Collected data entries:
-*-

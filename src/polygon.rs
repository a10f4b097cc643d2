//! Simple polygons and the line-cutting routines the partition tree is
//! built on: edge derivation, ray-cast containment, per-edge line
//! intersection, and splitting along an arbitrary chord.

use crate::color::Color;
use crate::errors::ValidationError;
use crate::float_types::Real;
use nalgebra::{Point2, distance_squared};

/// A point in the plane. Doubles as a polygon vertex and as a sampled data
/// point inserted into a [`PolyTree`](crate::tree::PolyTree).
pub type Point = Point2<Real>;

/// A polygon edge: two adjacent vertices, in vertex-list order.
pub type Edge = [Point; 2];

/// Returned by [`Polygon::split`] when the cutting line crosses fewer than
/// two edges (tangent to, or parallel with, the polygon). A routine
/// outcome, not a fault.
#[derive(Debug, Clone, Copy, PartialEq, Eq)]
pub struct Unsplittable;

/// An n-sided simple polygon: at least 3 vertices sorted by adjacency and
/// implicitly closed, plus the fill and stroke colors it is rendered with.
///
/// The edge list is derived once at construction and always satisfies
/// `edges[i] == [vertices[i], vertices[(i + 1) % n]]`. A polygon is never
/// mutated after construction; splitting produces two fresh ones.
#[derive(Debug, Clone, PartialEq)]
pub struct Polygon {
    /// Vertices in adjacency order; the last connects back to the first.
    pub vertices: Vec<Point>,
    /// One edge per vertex, in the same order as the vertex list.
    pub edges: Vec<Edge>,
    /// Color the interior is filled with.
    pub fill: Color,
    /// Color the outline is stroked with.
    pub stroke: Color,
}

impl Polygon {
    /// Build a polygon from its vertex list.
    ///
    /// Fails with [`ValidationError::InvalidGeometry`] when fewer than 3
    /// vertices are given.
    pub fn new(
        vertices: Vec<Point>,
        fill: Color,
        stroke: Color,
    ) -> Result<Self, ValidationError> {
        if vertices.len() < 3 {
            return Err(ValidationError::InvalidGeometry(vertices.len()));
        }
        let edges = find_edges(&vertices);
        Ok(Polygon {
            vertices,
            edges,
            fill,
            stroke,
        })
    }

    /// Ray-cast containment: cast a horizontal ray through `point` and
    /// count the edge crossings at or to the right of it; an odd count
    /// means inside.
    ///
    /// Points exactly on an edge or vertex get whatever verdict the
    /// tie-breaks of [`line_intersections`](Self::line_intersections)
    /// produce.
    pub fn contains(&self, point: &Point) -> bool {
        self.line_intersections(point, 0.0)
            .into_iter()
            .flatten()
            .filter(|crossing| crossing.x >= point.x)
            .count()
            % 2
            != 0
    }

    /// Intersections between every edge and the infinite line through
    /// `pivot` at `angle` (radians), one entry per edge in edge order,
    /// `None` where the edge is missed.
    ///
    /// The line is `y = m*x + q` with `m = tan(angle)`. Vertical and
    /// horizontal edges are special-cased; a line of the same orientation
    /// yields no intersection for them, as does an edge of equal slope in
    /// the general 2x2 solve (the parallel branch also swallows true
    /// overlap). A candidate on the carrying line counts as a crossing when
    /// its squared distance to the edge endpoints is `<=` the squared edge
    /// length for the start and strictly `<` for the end. The asymmetry is
    /// deliberate: a cut passing exactly through a vertex is attributed to
    /// only one of the two edges sharing it.
    pub fn line_intersections(&self, pivot: &Point, angle: Real) -> Vec<Option<Point>> {
        let m = angle.tan();
        let q = pivot.y - m * pivot.x;
        let mut intersections = Vec::with_capacity(self.edges.len());
        for edge in &self.edges {
            let candidate = if edge[0].x == edge[1].x {
                // vertical edge
                if m.is_infinite() {
                    intersections.push(None);
                    continue;
                }
                let x = edge[0].x;
                Point::new(x, m * x + q)
            } else if edge[0].y == edge[1].y {
                // horizontal edge
                if m == 0.0 {
                    intersections.push(None);
                    continue;
                }
                let y = edge[0].y;
                Point::new((y - q) / m, y)
            } else {
                let k = (edge[1].y - edge[0].y) / (edge[1].x - edge[0].x);
                let c = edge[0].y - k * edge[0].x;
                if k == m {
                    // line and edge are parallel
                    intersections.push(None);
                    continue;
                }
                // [-m 1; -k 1] [x; y] = [q; c], solved by the inverse
                let det = k - m;
                Point::new((q - c) / det, (k * q - m * c) / det)
            };
            let edge_length = distance_squared(&edge[0], &edge[1]);
            if distance_squared(&candidate, &edge[0]) <= edge_length
                && distance_squared(&candidate, &edge[1]) < edge_length
            {
                intersections.push(Some(candidate));
            } else {
                // the carrying lines cross, but outside the edge segment
                intersections.push(None);
            }
        }
        intersections
    }

    /// Cut the polygon along the infinite line through `pivot` at `angle`,
    /// yielding the vertex sequences of the two pieces.
    ///
    /// Walks the edges in order, copying each edge's start vertex into the
    /// currently active output; at every cut edge the intersection point is
    /// appended to *both* outputs and the active side flips. The two
    /// sequences cover the original area and share the cut segment as
    /// boundary.
    ///
    /// Fails when fewer than two edges are crossed. A non-convex polygon
    /// crossed more than twice keeps alternating sides at every cut, which
    /// can produce non-simple pieces; callers get exactly what the
    /// alternation yields.
    pub fn split(&self, pivot: &Point, angle: Real) -> Result<[Vec<Point>; 2], Unsplittable> {
        let intersections = self.line_intersections(pivot, angle);
        if intersections.iter().flatten().count() < 2 {
            return Err(Unsplittable);
        }
        let mut first = Vec::new();
        let mut second = Vec::new();
        let mut active_first = true;
        for (edge, crossing) in self.edges.iter().zip(&intersections) {
            if active_first {
                first.push(edge[0]);
            } else {
                second.push(edge[0]);
            }
            if let Some(crossing) = crossing {
                first.push(*crossing);
                second.push(*crossing);
                active_first = !active_first;
            }
        }
        Ok([first, second])
    }
}

/// Pair every vertex with its successor, wrapping around at the end.
fn find_edges(vertices: &[Point]) -> Vec<Edge> {
    let n = vertices.len();
    (0..n).map(|i| [vertices[i], vertices[(i + 1) % n]]).collect()
}
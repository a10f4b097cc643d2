//! The generation driver: everything between a seed and a finished image.
//!
//! Seeds a partition tree with an initial polygon, pours uniformly sampled
//! points into it until the target visual density is reached, and renders
//! the result to a [`Surface`]. All randomness flows from one generator
//! seeded by the image seed, so a seed fully determines the image.

use crate::color::{Color, to_hex};
use crate::errors::ValidationError;
use crate::float_types::{FRAC_PI_2, FRAC_PI_4, FRAC_PI_8, PI, Real};
use crate::polygon::{Point, Polygon};
use crate::traits::Surface;
use crate::tree::PolyTree;
use rand::rngs::StdRng;
use rand::{Rng, SeedableRng};

/// The stock palettes, `0xRRGGBBAA` per entry.
pub const PALETTES: [&[Color]; 5] = [
    &[Color(0xE317_0AFF), Color(0x2D1E_2FFF), Color(0xF7B3_2BFF)],
    &[
        Color(0x0A10_45FF),
        Color(0xF9E9_00FF),
        Color(0x00C2_D1FF),
        Color(0xED33_B9FF),
    ],
    &[Color(0x0000_00FF), Color(0xFFFF_FFFF)],
    &[
        Color(0x204E_4AFF),
        Color(0x2970_45FF),
        Color(0x2E93_3CFF),
        Color(0x81C1_4BFF),
    ],
    &[
        Color(0x0D3B_66FF),
        Color(0xFAF0_CAFF),
        Color(0xF4D3_5EFF),
        Color(0xEE96_4BFF),
        Color(0xF957_38FF),
    ],
];

/// Edge counts the single-shape modes pick the seed polygon from.
pub const POLYGON_TYPES: [usize; 4] = [3, 4, 5, 6];

/// Node capacity for single-shape images.
const DEFAULT_CAPACITY: usize = 3;
/// Node capacity for clustered images.
const CLUSTER_CAPACITY: usize = 4;

/// Canvas geometry shared by every mode.
#[derive(Debug, Clone, Copy)]
pub struct CanvasSize {
    pub width: Real,
    pub height: Real,
}

impl Default for CanvasSize {
    fn default() -> Self {
        CanvasSize {
            width: 1080.0,
            height: 1080.0,
        }
    }
}

/// The image styles the driver can produce.
#[derive(Debug, Clone, Copy, PartialEq, Eq)]
pub enum Mode {
    /// A fractured n-gon on a plain background.
    Filled,
    /// A fractured full-canvas backdrop with an intact n-gon on top, so
    /// the center looks uncracked.
    Inverted,
    /// [`Mode::Inverted`] with a [`Mode::Filled`] pass over it, both from
    /// the same seed so the shapes line up.
    Overlay,
    /// A grid of fractured n-gons sharing one point stream.
    Cluster,
}

/// Generate one image for `seed` onto `surface`, rotating at random among
/// the single-shape modes. Returns the mode that was drawn.
pub fn generate<S: Surface>(
    seed: u64,
    canvas: CanvasSize,
    surface: &mut S,
) -> Result<Mode, ValidationError> {
    let mode = match StdRng::seed_from_u64(seed).gen_range(0..3u8) {
        0 => Mode::Filled,
        1 => Mode::Inverted,
        _ => Mode::Overlay,
    };
    render(seed, mode, canvas, surface)?;
    Ok(mode)
}

/// Render `seed` in a specific `mode`.
pub fn render<S: Surface>(
    seed: u64,
    mode: Mode,
    canvas: CanvasSize,
    surface: &mut S,
) -> Result<(), ValidationError> {
    log::info!("seed: {}", to_hex(seed, 10));
    match mode {
        Mode::Filled => generate_filled(seed, canvas, surface, true),
        Mode::Inverted => generate_inverted(seed, canvas, surface, true),
        Mode::Overlay => {
            generate_inverted(seed, canvas, surface, true)?;
            generate_filled(seed, canvas, surface, false)
        },
        Mode::Cluster => generate_cluster(seed, canvas, surface, true),
    }
}

/// A single fractured n-gon centered on the canvas.
///
/// With `background` false the surface is not cleared first, letting the
/// shape land on whatever is already there (used by [`Mode::Overlay`]).
pub fn generate_filled<S: Surface>(
    seed: u64,
    canvas: CanvasSize,
    surface: &mut S,
    background: bool,
) -> Result<(), ValidationError> {
    let mut rng = StdRng::seed_from_u64(seed);
    let palette = palette(&mut rng);
    let mut colors = palette.to_vec();

    let sides = pick(&mut rng, &POLYGON_TYPES);
    let radius = canvas.width / 4.0;
    let center = Point::new(canvas.width / 2.0, canvas.height / 2.0);
    let rotation = starting_rotation(&mut rng);
    let fill = take_color(&mut rng, &mut colors);
    let stroke = take_color(&mut rng, &mut colors);

    let bounds = Polygon::regular_ngon(sides, radius, center, rotation, fill, stroke)?;
    let mut tree = PolyTree::new(bounds, DEFAULT_CAPACITY)?;
    scatter(&mut rng, &mut tree, center, radius);

    if background {
        surface.clear(pick(&mut rng, palette));
    }
    tree.draw(surface, rng.r#gen::<Real>() * 3.0 + 1.0, 1.0);
    Ok(())
}

/// The negative: fracture a full-canvas backdrop around the shape, then
/// draw the intact n-gon over the cracks.
pub fn generate_inverted<S: Surface>(
    seed: u64,
    canvas: CanvasSize,
    surface: &mut S,
    background: bool,
) -> Result<(), ValidationError> {
    let mut rng = StdRng::seed_from_u64(seed);
    let palette = palette(&mut rng);
    let mut colors = palette.to_vec();

    let sides = pick(&mut rng, &POLYGON_TYPES);
    let radius = canvas.width / 4.0;
    let center = Point::new(canvas.width / 2.0, canvas.height / 2.0);
    let rotation = starting_rotation(&mut rng);
    let fill = take_color(&mut rng, &mut colors);
    let stroke = take_color(&mut rng, &mut colors);
    let background_color = pick(&mut rng, palette);

    let shape = Polygon::regular_ngon(sides, radius, center, rotation, stroke, stroke)?;
    let backdrop = Polygon::rectangle(canvas.width, canvas.height, fill, stroke)?;
    let mut tree = PolyTree::new(backdrop, DEFAULT_CAPACITY)?;
    scatter(&mut rng, &mut tree, center, radius);

    if background {
        surface.clear(background_color);
    }
    tree.draw(surface, rng.r#gen::<Real>() * 3.0 + 1.0, 1.0);
    surface.polygon(&shape, 2.0);
    Ok(())
}

/// A 2x3 grid of fractured n-gons with increasing edge counts, fed from
/// one point stream sampled over the whole canvas.
pub fn generate_cluster<S: Surface>(
    seed: u64,
    canvas: CanvasSize,
    surface: &mut S,
    background: bool,
) -> Result<(), ValidationError> {
    let mut rng = StdRng::seed_from_u64(seed);
    let palette = palette(&mut rng);
    let mut colors = palette.to_vec();

    let rows = 2usize;
    let cols = 3usize;
    let cell = canvas.width / (4.0 * cols as Real);
    let radius = rng.r#gen::<Real>() / 2.0 * cell + cell;
    let fill = take_color(&mut rng, &mut colors);
    let stroke = take_color(&mut rng, &mut colors);

    let mut trees = Vec::with_capacity(rows * cols);
    for sides in 3..3 + rows * cols {
        let index = sides - 3;
        let dy = index % rows;
        let dx = index / rows;
        let center = Point::new(
            (canvas.width / cols as Real) * dx as Real + canvas.width / ((rows * cols) as Real),
            (canvas.height / rows as Real) * dy as Real + canvas.height / ((rows * cols) as Real),
        );
        let rotation = starting_rotation(&mut rng);
        let shape = Polygon::regular_ngon(sides, radius, center, rotation, fill, stroke)?;
        trees.push(PolyTree::new(shape, CLUSTER_CAPACITY)?);
    }

    let count = ((rng.r#gen::<Real>() * 5000.0 + 100.0) * (rows * cols) as Real) as usize;
    for _ in 0..count {
        let point = Point::new(
            rng.gen_range(0.0..canvas.width),
            rng.gen_range(0.0..canvas.height),
        );
        for tree in &mut trees {
            tree.insert(point, &mut rng);
        }
    }

    if background {
        surface.clear(pick(&mut rng, palette));
    }
    for tree in &trees {
        tree.draw(surface, rng.r#gen::<Real>() * 3.0 + 1.0, 1.0);
    }
    Ok(())
}

/// Pour uniformly sampled points from the bounding square of the shape's
/// circumcircle into the tree until the target density is reached; density
/// scales inversely with the radius.
fn scatter<R: Rng + ?Sized>(rng: &mut R, tree: &mut PolyTree, center: Point, radius: Real) {
    let count = (rng.r#gen::<Real>() * 5000.0 / radius + 100.0) as usize;
    for _ in 0..count {
        let point = Point::new(
            rng.gen_range(center.x - radius..center.x + radius),
            rng.gen_range(center.y - radius..center.y + radius),
        );
        tree.insert(point, rng);
    }
}

/// Uniform pick of one of the stock palettes.
fn palette<R: Rng + ?Sized>(rng: &mut R) -> &'static [Color] {
    PALETTES[rng.gen_range(0..PALETTES.len())]
}

/// Uniform pick from a non-empty fixed set.
fn pick<R: Rng + ?Sized, T: Copy>(rng: &mut R, set: &[T]) -> T {
    set[rng.gen_range(0..set.len())]
}

/// Draw a color without replacement, keeping fill, stroke and background
/// distinct while the palette has enough entries.
fn take_color<R: Rng + ?Sized>(rng: &mut R, colors: &mut Vec<Color>) -> Color {
    colors.remove(rng.gen_range(0..colors.len()))
}

/// Starting rotations the seed polygon cycles between.
fn starting_rotation<R: Rng + ?Sized>(rng: &mut R) -> Real {
    pick(rng, &[PI, FRAC_PI_2, FRAC_PI_4, FRAC_PI_8])
}
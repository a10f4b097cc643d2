//! Artifact output. Formats live behind cargo feature flags.

#[cfg(feature = "svg-io")]
mod svg;

#[cfg(feature = "svg-io")]
pub use svg::SvgSurface;

/// Generic I/O errors.
///
/// Output formats are behind cargo feature-flags; when a feature is
/// disabled the corresponding variants are never constructed.
#[derive(Debug)]
pub enum IoError {
    StdIo(std::io::Error),
}

impl std::fmt::Display for IoError {
    fn fmt(&self, f: &mut std::fmt::Formatter<'_>) -> std::fmt::Result {
        match self {
            IoError::StdIo(error) => write!(f, "std::io::Error: {error}"),
        }
    }
}

impl std::error::Error for IoError {}

impl From<std::io::Error> for IoError {
    fn from(value: std::io::Error) -> Self {
        Self::StdIo(value)
    }
}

-*-

About this exercise — Copy out the range of lines above starting at the line with "PALETTES[rng.gen_range(0..PALETTES.len())]" and ending at the line with "has enough entries.", exactly and including both.

Task solution —
    PALETTES[rng.gen_range(0..PALETTES.len())]
}

/// Uniform pick from a non-empty fixed set.
fn pick<R: Rng + ?Sized, T: Copy>(rng: &mut R, set: &[T]) -> T {
    set[rng.gen_range(0..set.len())]
}

/// Draw a color without replacement, keeping fill, stroke and background
/// distinct while the palette has enough entries.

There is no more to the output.